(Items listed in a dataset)
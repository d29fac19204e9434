//! Bus checksums for the two protocol variants in the vehicle family.
//!
//! The CRC variant is CRC-8H2F (AUTOSAR profile, polynomial 0x2F) computed over
//! every payload byte except byte 0 (the checksum/counter header), finalized with
//! a per-address constant selected by the counter nibble in byte 1. The receiving
//! ECU rejects any frame whose checksum deviates, so the constant table below must
//! match the platform byte-for-byte.

use static_assertions::const_assert_eq;

#[derive(Debug, Clone, Copy, PartialEq, Eq)]
pub enum ChecksumKind {
    /// Table-driven CRC-8H2F with per-address finalization constant.
    Crc8h2f,
    /// XOR of every payload byte except the checksum byte itself.
    Xor,
}

/// CRC-8H2F substitution table, polynomial 0x2F, MSB first.
const CRC8H2F_TABLE: [u8; 256] = [
    0x00, 0x2F, 0x5E, 0x71, 0xBC, 0x93, 0xE2, 0xCD, 0x57, 0x78, 0x09, 0x26, 0xEB, 0xC4, 0xB5, 0x9A,
    0xAE, 0x81, 0xF0, 0xDF, 0x12, 0x3D, 0x4C, 0x63, 0xF9, 0xD6, 0xA7, 0x88, 0x45, 0x6A, 0x1B, 0x34,
    0x73, 0x5C, 0x2D, 0x02, 0xCF, 0xE0, 0x91, 0xBE, 0x24, 0x0B, 0x7A, 0x55, 0x98, 0xB7, 0xC6, 0xE9,
    0xDD, 0xF2, 0x83, 0xAC, 0x61, 0x4E, 0x3F, 0x10, 0x8A, 0xA5, 0xD4, 0xFB, 0x36, 0x19, 0x68, 0x47,
    0xE6, 0xC9, 0xB8, 0x97, 0x5A, 0x75, 0x04, 0x2B, 0xB1, 0x9E, 0xEF, 0xC0, 0x0D, 0x22, 0x53, 0x7C,
    0x48, 0x67, 0x16, 0x39, 0xF4, 0xDB, 0xAA, 0x85, 0x1F, 0x30, 0x41, 0x6E, 0xA3, 0x8C, 0xFD, 0xD2,
    0x95, 0xBA, 0xCB, 0xE4, 0x29, 0x06, 0x77, 0x58, 0xC2, 0xED, 0x9C, 0xB3, 0x7E, 0x51, 0x20, 0x0F,
    0x3B, 0x14, 0x65, 0x4A, 0x87, 0xA8, 0xD9, 0xF6, 0x6C, 0x43, 0x32, 0x1D, 0xD0, 0xFF, 0x8E, 0xA1,
    0xE3, 0xCC, 0xBD, 0x92, 0x5F, 0x70, 0x01, 0x2E, 0xB4, 0x9B, 0xEA, 0xC5, 0x08, 0x27, 0x56, 0x79,
    0x4D, 0x62, 0x13, 0x3C, 0xF1, 0xDE, 0xAF, 0x80, 0x1A, 0x35, 0x44, 0x6B, 0xA6, 0x89, 0xF8, 0xD7,
    0x90, 0xBF, 0xCE, 0xE1, 0x2C, 0x03, 0x72, 0x5D, 0xC7, 0xE8, 0x99, 0xB6, 0x7B, 0x54, 0x25, 0x0A,
    0x3E, 0x11, 0x60, 0x4F, 0x82, 0xAD, 0xDC, 0xF3, 0x69, 0x46, 0x37, 0x18, 0xD5, 0xFA, 0x8B, 0xA4,
    0x05, 0x2A, 0x5B, 0x74, 0xB9, 0x96, 0xE7, 0xC8, 0x52, 0x7D, 0x0C, 0x23, 0xEE, 0xC1, 0xB0, 0x9F,
    0xAB, 0x84, 0xF5, 0xDA, 0x17, 0x38, 0x49, 0x66, 0xFC, 0xD3, 0xA2, 0x8D, 0x40, 0x6F, 0x1E, 0x31,
    0x76, 0x59, 0x28, 0x07, 0xCA, 0xE5, 0x94, 0xBB, 0x21, 0x0E, 0x7F, 0x50, 0x9D, 0xB2, 0xC3, 0xEC,
    0xD8, 0xF7, 0x86, 0xA9, 0x64, 0x4B, 0x3A, 0x15, 0x8F, 0xA0, 0xD1, 0xFE, 0x33, 0x1C, 0x6D, 0x42,
];

const_assert_eq!(CRC8H2F_TABLE.len(), 256);

/// Finalization constants per arbitration address, indexed by the counter nibble
/// of payload byte 1.
const FINAL_CONSTANTS: [(u32, [u8; 16]); 10] = [
    // LH_EPS_03: EPS position and driver torque
    (0x09F, [0xF5; 16]),
    // TSK_06: drivetrain coordinator status
    (
        0x120,
        [
            0xC4, 0xE2, 0x4F, 0xE4, 0xF8, 0x2F, 0x56, 0x81, 0x9F, 0xE5, 0x83, 0x44, 0x05, 0x3F,
            0x97, 0xDF,
        ],
    ),
    // ACC_06: primary acceleration command
    (
        0x122,
        [
            0x37, 0x7D, 0xF3, 0xA9, 0x18, 0x46, 0x6D, 0x4D, 0x3D, 0x71, 0x92, 0x9C, 0xE5, 0x32,
            0x10, 0xB9,
        ],
    ),
    // HCA_01: heading control assist torque command
    (0x126, [0xDA; 16]),
    // GRA_ACC_01: steering wheel cruise buttons
    (
        0x12B,
        [
            0x6A, 0x38, 0xB4, 0x27, 0x22, 0xEF, 0xE1, 0xBB, 0xF8, 0x80, 0x84, 0x49, 0xC7, 0x9E,
            0x1E, 0x2B,
        ],
    ),
    // ACC_07: secondary acceleration command
    (
        0x12E,
        [
            0xF8, 0xE5, 0x97, 0xC9, 0xD6, 0x07, 0x47, 0x21, 0x66, 0xDD, 0xCF, 0x6F, 0xA1, 0x94,
            0x74, 0x63,
        ],
    ),
    // ACC_02: primary ACC HUD frame
    (0x30C, [0x0F; 16]),
    // LDW_02: lane assist HUD frame
    (0x30B, [0x77; 16]),
    // ACC_04: secondary ACC HUD frame
    (0x324, [0x27; 16]),
    // ACC_13: auxiliary ACC HUD frame
    (0x65F, [0xD6; 16]),
];

/// Table-driven CRC over `payload`, finalized with the per-address constant.
/// Returns 0 for an address outside the constant table; such frames never pass
/// bus acceptance, so the caller should not emit them.
pub fn crc8h2f(address: u32, payload: &[u8]) -> u8 {
    if payload.len() < 2 {
        return 0;
    }
    let Some(constants) = FINAL_CONSTANTS
        .iter()
        .find(|(addr, _)| *addr == address)
        .map(|(_, c)| c)
    else {
        return 0;
    };

    let mut crc: u8 = 0xFF;
    for byte in &payload[1..] {
        crc ^= byte;
        crc = CRC8H2F_TABLE[crc as usize];
    }
    let counter_nibble = (payload[1] & 0x0F) as usize;
    crc ^= constants[counter_nibble];
    crc = CRC8H2F_TABLE[crc as usize];
    crc ^ 0xFF
}

/// XOR of every payload byte except the checksum's own position.
pub fn xor_checksum(checksum_byte: usize, payload: &[u8]) -> u8 {
    payload
        .iter()
        .enumerate()
        .filter(|(i, _)| *i != checksum_byte)
        .fold(0, |acc, (_, b)| acc ^ b)
}

/// Whether the CRC variant knows the finalization constant for `address`.
pub fn crc_address_known(address: u32) -> bool {
    FINAL_CONSTANTS.iter().any(|(addr, _)| *addr == address)
}

#[cfg(test)]
mod tests {
    use super::*;

    #[test]
    fn crc_golden_vector_steering_command() {
        let payload = [0x00, 0x03, 0x12, 0x34, 0x56, 0x00, 0x00, 0x00];
        assert_eq!(crc8h2f(0x126, &payload), 0x44);
    }

    #[test]
    fn crc_golden_vector_cruise_buttons() {
        let payload = [0x00, 0x0A, 0xFF, 0x01, 0x80, 0x7F, 0x55, 0xAA];
        assert_eq!(crc8h2f(0x12B, &payload), 0x32);
    }

    #[test]
    fn crc_depends_on_counter_nibble() {
        // GRA_ACC_01 uses distinct constants per counter value, so two payloads
        // differing only in the counter nibble must not collide by construction.
        let a = [0x00, 0x00, 0x11, 0x22, 0x33, 0x44, 0x55, 0x66];
        let b = [0x00, 0x01, 0x11, 0x22, 0x33, 0x44, 0x55, 0x66];
        assert_ne!(crc8h2f(0x12B, &a), crc8h2f(0x12B, &b));
    }

    #[test]
    fn crc_unknown_address_is_rejected() {
        let payload = [0x00, 0x03, 0x12, 0x34, 0x56, 0x00, 0x00, 0x00];
        assert!(!crc_address_known(0x7FF));
        assert_eq!(crc8h2f(0x7FF, &payload), 0);
    }

    #[test]
    fn xor_golden_vector() {
        let payload = [0x00, 0x03, 0x12, 0x34, 0x56, 0x00, 0x00, 0x00];
        assert_eq!(xor_checksum(0, &payload), 0x73);
    }

    #[test]
    fn xor_skips_own_byte_position() {
        let payload = [0xAB, 0x01, 0x02];
        assert_eq!(xor_checksum(0, &payload), 0x01 ^ 0x02);
        assert_eq!(xor_checksum(2, &payload), 0xAB ^ 0x01);
    }
}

• Problem to solve:
If a line in the records above holds the string "finalized", copy it.

• Expected answer:
//! every payload byte except byte 0 (the checksum/counter header), finalized with
/// Table-driven CRC over `payload`, finalized with the per-address constant.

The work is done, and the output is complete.